The Cato critique may be a fine critique of the administrative state, but it has little to do with the real reason for over-crowded jails or the often harmful, denigrating, and occasionally fatal interactions between local law enforcement with citizens of color. Again, it’s not bankers, corporate executives, and the like who are routinely subjected to “stop and frisk” searches or need fear having guns drawn, pointed, and fired at them when they encounter the police (unless, of course, those bankers, executives, and the like are either people of color or people who do not appear to be “respectable”).
The Anemic Administrative State
But there is another story of the administrative state. It is not a story of an ever-active, overbearing Leviathan. In this alternative account, the administrative state routinely fails to live up to its responsibilities to counteract those who wield private power. In other words, the administrative state fails to protect the vulnerable members of our society. Among the vulnerable segments of American society are African-Americans and other people of color, as well as workers, consumers, borrowers, and the like.
Take, for example, the federal/state program to address railroad grade crossing accidents. Rather than rely on the tort system to sort out the problem,[6] the federal government promulgated standards for rail crossings and financed states’ efforts to address deficient crossings.[7] The state would identify and prioritize deficient crossings and would then expend federal grant money to effectuate those solutions in accordance with their list of priorities.

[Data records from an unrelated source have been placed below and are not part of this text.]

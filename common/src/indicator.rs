//! Status LED driving.
//!
//! The LED is steady on while the link is up, steady off otherwise, and
//! blinks a pattern after every delivery attempt.

use climate_node_model::{DeliveryOutcome, LinkState};
use embedded_hal::delay::DelayNs;
use embedded_hal::digital::{Error as _, OutputPin};
use log::warn;

/// `count` blinks, each `period_ms` off-phase followed by `period_ms` back to
/// the steady level.
#[derive(Clone, Copy, Debug, PartialEq, Eq)]
pub struct BlinkPattern {
    pub count: u8,
    pub period_ms: u32,
}

impl BlinkPattern {
    pub const HEARTBEAT: Self = Self::new(1, 50);
    pub const DELIVERED: Self = Self::new(3, 100);
    pub const SERVER_REJECTED: Self = Self::new(5, 200);
    pub const TRANSPORT_FAILED: Self = Self::new(10, 50);

    pub const fn new(count: u8, period_ms: u32) -> Self {
        Self { count, period_ms }
    }

    pub const fn for_outcome(outcome: DeliveryOutcome) -> Self {
        match outcome {
            DeliveryOutcome::Delivered => Self::DELIVERED,
            DeliveryOutcome::ServerRejected => Self::SERVER_REJECTED,
            DeliveryOutcome::TransportFailed => Self::TRANSPORT_FAILED,
        }
    }
}

pub struct StatusIndicator<P, D> {
    pin: P,
    delay: D,
    lit: bool,
}

impl<P: OutputPin, D: DelayNs> StatusIndicator<P, D> {
    /// Takes ownership of the LED pin and turns it off.
    pub fn new(pin: P, delay: D) -> Self {
        let mut indicator = Self {
            pin,
            delay,
            lit: true,
        };
        indicator.set(false);
        indicator
    }

    pub fn is_lit(&self) -> bool {
        self.lit
    }

    /// Steady level for `link`: on when up, off when down or connecting.
    pub fn show_link(&mut self, link: LinkState) {
        self.set(link.is_up());
    }

    /// Marks the start of a cycle.
    pub fn heartbeat(&mut self, link: LinkState) {
        self.blink(BlinkPattern::HEARTBEAT, link);
    }

    /// Renders the result of a delivery attempt, then settles on the steady
    /// level for `link`.
    pub fn signal(&mut self, outcome: DeliveryOutcome, link: LinkState) {
        self.blink(BlinkPattern::for_outcome(outcome), link);
    }

    fn blink(&mut self, pattern: BlinkPattern, link: LinkState) {
        let steady = link.is_up();
        for i in 0..pattern.count {
            self.set(!steady);
            self.delay.delay_ms(pattern.period_ms);
            self.set(steady);
            if i + 1 < pattern.count {
                self.delay.delay_ms(pattern.period_ms);
            }
        }
        self.set(steady);
    }

    fn set(&mut self, on: bool) {
        if self.lit == on {
            return;
        }
        let result = if on {
            self.pin.set_high()
        } else {
            self.pin.set_low()
        };
        match result {
            Ok(()) => self.lit = on,
            Err(e) => warn!("Status LED write failed: {:?}", e.kind()),
        }
    }
}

In theory, the program could virtually eliminate at-grade railroad crossing accidents. But a Pulitzer Prize winning two-part New York Times series showed that the program had failed to live up to its potential.[8] Despite railroads’ legal obligations to report all at-grade railroad crossing accidents in a timely manner to the Federal Railroad Administration (“the FRA”), FRA officials reportedly advised railroads to stop doing so—there were just too many reports to handle.[9] It took an approximately 25-year effort by the National Transportation Safety Board to convince regulators to adopt a regulation requiring black boxes on trains. (And even then regulators did not require that those black boxes be crashworthy!)[10] Federally funded automatic gates, flashing lights, and alarms meant to prevent motorists from proceeding across tracks when a train was about to cross the road at grade were late coming down, flashing, and sounding off.[11]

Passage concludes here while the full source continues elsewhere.